#### [WHAT NEEDS TO BE DONE]
Please write out exactly the lines of the data below from the line holding "repository 27cb9c334295b728" through the line holding "use crate::error::HubAuthError;", and leave out the rest.

#### [DATA FOR THIS TASK]
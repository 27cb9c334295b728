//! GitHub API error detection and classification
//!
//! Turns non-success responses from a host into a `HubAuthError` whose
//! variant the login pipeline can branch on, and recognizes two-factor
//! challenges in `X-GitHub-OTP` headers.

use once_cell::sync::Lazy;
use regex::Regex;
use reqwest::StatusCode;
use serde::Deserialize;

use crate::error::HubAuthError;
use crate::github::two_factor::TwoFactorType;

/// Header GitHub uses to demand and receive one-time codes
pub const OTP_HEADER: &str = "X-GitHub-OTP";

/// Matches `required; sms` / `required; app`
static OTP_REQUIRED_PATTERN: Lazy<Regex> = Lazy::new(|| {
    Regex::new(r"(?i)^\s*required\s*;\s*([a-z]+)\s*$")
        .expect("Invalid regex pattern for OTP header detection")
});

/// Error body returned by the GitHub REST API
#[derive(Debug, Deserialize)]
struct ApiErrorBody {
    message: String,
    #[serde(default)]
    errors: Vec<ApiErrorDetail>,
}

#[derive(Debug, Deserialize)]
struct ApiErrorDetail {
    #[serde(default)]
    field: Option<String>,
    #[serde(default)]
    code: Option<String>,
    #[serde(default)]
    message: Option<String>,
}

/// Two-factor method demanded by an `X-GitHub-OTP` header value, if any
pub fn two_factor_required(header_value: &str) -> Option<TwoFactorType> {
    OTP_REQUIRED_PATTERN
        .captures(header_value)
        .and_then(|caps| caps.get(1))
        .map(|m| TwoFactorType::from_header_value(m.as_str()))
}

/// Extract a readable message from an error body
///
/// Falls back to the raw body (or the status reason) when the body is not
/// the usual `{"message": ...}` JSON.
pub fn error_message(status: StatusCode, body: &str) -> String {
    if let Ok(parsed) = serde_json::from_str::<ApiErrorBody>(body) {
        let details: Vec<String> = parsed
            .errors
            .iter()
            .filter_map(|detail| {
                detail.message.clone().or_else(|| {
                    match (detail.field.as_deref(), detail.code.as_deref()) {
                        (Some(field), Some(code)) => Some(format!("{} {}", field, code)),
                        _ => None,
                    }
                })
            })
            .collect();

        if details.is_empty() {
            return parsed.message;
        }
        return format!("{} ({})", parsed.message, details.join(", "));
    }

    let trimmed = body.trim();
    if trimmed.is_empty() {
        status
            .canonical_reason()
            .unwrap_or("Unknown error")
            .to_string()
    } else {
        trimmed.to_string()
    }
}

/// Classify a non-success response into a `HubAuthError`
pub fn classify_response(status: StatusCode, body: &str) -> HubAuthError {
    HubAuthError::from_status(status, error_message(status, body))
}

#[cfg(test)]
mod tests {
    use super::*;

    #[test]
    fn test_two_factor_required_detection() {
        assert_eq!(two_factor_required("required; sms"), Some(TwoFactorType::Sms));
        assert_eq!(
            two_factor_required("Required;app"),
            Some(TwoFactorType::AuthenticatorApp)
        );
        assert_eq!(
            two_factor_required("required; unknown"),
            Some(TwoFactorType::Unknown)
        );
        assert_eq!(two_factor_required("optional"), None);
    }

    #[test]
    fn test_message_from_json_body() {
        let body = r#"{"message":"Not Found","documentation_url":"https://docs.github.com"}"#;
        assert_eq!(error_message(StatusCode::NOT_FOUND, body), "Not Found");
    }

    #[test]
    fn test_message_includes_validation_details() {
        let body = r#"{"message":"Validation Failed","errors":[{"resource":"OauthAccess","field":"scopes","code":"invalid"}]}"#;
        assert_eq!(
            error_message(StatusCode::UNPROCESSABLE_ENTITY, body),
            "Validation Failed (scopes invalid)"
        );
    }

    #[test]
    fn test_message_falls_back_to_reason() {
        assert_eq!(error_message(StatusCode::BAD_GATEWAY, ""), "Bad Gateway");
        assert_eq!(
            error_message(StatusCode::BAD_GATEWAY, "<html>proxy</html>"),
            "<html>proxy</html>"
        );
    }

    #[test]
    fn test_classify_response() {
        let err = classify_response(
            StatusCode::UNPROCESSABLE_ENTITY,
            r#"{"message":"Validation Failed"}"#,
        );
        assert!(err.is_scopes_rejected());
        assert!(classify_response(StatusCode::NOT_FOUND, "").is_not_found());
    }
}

* * *

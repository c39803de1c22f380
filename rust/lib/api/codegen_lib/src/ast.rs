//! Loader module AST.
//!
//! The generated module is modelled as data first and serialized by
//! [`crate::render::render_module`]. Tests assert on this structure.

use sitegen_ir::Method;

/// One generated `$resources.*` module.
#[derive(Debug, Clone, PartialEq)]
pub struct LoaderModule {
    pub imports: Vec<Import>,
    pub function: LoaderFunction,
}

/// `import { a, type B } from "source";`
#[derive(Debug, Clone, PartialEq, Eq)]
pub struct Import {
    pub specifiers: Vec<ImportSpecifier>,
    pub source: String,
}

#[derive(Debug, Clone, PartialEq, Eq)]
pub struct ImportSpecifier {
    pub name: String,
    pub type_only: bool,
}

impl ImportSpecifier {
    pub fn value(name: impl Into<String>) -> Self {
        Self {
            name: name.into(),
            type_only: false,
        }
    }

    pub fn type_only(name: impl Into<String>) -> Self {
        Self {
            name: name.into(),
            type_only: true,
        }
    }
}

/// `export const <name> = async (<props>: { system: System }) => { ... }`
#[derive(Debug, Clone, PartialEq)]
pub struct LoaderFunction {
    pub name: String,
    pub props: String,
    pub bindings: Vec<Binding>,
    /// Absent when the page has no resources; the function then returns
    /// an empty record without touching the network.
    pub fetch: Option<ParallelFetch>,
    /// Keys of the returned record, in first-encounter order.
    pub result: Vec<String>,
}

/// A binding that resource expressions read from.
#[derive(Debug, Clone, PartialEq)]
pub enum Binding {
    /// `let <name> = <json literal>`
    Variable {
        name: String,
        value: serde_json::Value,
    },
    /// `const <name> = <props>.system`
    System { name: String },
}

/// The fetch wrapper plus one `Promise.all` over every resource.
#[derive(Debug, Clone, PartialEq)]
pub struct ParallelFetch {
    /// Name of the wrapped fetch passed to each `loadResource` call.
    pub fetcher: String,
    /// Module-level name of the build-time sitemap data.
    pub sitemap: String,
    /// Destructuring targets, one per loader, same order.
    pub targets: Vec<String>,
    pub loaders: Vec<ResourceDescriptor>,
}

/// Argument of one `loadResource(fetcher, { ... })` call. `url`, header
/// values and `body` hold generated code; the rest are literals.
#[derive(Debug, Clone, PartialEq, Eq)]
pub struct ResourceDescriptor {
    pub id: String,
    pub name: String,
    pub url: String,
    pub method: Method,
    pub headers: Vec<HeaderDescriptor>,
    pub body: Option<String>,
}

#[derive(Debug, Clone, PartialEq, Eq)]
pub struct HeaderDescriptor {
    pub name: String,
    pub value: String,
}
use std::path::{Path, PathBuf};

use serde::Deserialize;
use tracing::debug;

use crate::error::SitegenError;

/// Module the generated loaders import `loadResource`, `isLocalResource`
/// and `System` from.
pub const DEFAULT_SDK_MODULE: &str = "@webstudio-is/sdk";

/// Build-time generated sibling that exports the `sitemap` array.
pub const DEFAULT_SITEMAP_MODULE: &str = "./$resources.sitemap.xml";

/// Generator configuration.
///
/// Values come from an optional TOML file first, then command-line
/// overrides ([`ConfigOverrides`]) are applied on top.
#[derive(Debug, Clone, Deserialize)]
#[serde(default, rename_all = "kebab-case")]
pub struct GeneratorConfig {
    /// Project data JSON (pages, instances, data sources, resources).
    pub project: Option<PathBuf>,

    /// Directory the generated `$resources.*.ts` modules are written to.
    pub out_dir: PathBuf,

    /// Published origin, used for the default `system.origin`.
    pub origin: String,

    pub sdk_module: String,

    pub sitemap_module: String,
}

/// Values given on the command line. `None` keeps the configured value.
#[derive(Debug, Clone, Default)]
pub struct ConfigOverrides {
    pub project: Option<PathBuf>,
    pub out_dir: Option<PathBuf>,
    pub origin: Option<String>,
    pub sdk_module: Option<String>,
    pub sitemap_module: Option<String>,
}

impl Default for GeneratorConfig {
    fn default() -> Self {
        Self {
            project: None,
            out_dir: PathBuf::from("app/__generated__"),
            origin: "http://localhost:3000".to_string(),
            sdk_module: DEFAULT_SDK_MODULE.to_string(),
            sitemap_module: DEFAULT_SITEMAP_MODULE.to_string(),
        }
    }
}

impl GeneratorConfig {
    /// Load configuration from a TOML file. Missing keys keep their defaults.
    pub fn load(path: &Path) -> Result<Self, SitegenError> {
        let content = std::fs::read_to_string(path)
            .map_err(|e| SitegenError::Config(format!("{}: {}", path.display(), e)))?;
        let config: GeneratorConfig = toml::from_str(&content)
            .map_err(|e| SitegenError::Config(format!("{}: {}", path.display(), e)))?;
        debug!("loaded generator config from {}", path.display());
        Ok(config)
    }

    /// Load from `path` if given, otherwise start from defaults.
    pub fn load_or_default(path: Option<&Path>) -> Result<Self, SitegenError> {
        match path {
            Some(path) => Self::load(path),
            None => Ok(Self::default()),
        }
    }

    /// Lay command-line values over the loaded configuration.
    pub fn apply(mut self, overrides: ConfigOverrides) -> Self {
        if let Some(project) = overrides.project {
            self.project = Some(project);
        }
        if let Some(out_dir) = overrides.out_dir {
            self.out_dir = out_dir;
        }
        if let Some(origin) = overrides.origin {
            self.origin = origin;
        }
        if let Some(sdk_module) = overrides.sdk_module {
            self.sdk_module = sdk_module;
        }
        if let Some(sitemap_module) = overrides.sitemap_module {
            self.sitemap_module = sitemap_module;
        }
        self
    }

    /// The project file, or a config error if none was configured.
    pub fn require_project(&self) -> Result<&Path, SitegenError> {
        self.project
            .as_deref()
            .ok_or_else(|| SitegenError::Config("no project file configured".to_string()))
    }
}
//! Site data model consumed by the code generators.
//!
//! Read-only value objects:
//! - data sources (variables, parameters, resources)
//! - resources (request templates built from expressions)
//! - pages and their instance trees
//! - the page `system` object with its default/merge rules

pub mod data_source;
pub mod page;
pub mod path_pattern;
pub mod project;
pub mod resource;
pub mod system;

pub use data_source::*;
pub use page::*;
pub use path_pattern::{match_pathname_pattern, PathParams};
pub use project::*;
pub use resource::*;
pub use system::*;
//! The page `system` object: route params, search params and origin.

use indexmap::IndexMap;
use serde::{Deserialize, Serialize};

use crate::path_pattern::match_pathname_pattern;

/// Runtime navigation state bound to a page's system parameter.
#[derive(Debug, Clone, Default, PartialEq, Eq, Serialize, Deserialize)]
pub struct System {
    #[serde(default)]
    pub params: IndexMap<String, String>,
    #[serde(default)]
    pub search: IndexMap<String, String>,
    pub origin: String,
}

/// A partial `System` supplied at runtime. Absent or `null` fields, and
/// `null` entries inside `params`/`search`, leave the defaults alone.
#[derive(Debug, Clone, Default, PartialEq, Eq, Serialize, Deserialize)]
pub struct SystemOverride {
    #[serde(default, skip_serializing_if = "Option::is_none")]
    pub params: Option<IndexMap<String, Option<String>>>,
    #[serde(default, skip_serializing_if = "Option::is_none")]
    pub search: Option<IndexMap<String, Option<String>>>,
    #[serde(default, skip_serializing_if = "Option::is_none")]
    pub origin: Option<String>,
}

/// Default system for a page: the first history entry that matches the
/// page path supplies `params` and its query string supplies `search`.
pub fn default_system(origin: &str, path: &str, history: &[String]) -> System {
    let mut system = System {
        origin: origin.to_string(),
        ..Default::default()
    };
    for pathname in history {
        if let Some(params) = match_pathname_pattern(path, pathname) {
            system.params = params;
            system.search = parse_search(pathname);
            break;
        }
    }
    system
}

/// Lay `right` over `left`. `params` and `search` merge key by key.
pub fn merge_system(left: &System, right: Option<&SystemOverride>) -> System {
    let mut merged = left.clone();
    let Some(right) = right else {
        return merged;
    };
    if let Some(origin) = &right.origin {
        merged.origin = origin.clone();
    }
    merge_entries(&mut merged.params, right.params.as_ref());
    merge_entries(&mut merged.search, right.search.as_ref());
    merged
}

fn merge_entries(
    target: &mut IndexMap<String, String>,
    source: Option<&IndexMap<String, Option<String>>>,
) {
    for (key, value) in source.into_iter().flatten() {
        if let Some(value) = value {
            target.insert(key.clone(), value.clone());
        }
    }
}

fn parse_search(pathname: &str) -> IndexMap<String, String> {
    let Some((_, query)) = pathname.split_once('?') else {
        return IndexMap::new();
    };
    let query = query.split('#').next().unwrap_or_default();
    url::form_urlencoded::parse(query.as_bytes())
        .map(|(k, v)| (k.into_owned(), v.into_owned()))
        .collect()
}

* * *

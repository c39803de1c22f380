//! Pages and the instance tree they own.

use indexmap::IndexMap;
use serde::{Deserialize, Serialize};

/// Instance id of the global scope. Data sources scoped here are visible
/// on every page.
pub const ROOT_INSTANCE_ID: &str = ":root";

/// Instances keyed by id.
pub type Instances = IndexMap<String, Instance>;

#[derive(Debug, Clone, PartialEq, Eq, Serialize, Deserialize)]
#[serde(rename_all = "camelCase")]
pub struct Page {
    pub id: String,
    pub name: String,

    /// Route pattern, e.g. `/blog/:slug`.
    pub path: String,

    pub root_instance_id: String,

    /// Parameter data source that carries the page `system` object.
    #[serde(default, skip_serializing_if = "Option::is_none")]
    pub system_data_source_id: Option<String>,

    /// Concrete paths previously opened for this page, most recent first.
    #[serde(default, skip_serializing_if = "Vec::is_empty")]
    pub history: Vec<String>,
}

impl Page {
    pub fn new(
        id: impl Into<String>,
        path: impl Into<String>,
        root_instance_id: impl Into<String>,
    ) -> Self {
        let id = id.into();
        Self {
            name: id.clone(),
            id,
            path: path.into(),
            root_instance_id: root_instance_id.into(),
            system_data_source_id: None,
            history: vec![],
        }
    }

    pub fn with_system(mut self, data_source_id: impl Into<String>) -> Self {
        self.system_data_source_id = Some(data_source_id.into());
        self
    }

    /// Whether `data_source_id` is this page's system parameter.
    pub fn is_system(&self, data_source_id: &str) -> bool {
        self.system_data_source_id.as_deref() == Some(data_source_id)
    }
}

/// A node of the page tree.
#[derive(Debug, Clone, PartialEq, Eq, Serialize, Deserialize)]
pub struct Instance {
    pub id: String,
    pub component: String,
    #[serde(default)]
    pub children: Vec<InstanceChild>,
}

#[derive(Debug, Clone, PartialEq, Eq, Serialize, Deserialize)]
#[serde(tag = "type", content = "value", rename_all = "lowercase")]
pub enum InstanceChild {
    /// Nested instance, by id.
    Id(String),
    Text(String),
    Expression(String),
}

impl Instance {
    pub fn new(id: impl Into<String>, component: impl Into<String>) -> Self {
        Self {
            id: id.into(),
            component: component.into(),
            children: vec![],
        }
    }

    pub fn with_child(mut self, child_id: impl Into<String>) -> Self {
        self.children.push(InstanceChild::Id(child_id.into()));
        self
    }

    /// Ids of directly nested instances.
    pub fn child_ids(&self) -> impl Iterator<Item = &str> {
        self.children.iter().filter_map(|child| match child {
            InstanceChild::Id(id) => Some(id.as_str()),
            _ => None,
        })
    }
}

#### [ANSWER FOR THIS EXERCISE]
repository 27cb9c334295b728
//! GitHub API error detection and classification
//!
//! Turns non-success responses from a host into a `HubAuthError` whose
//! variant the login pipeline can branch on, and recognizes two-factor
//! challenges in `X-GitHub-OTP` headers.

use once_cell::sync::Lazy;
use regex::Regex;
use reqwest::StatusCode;
use serde::Deserialize;

use crate::error::HubAuthError;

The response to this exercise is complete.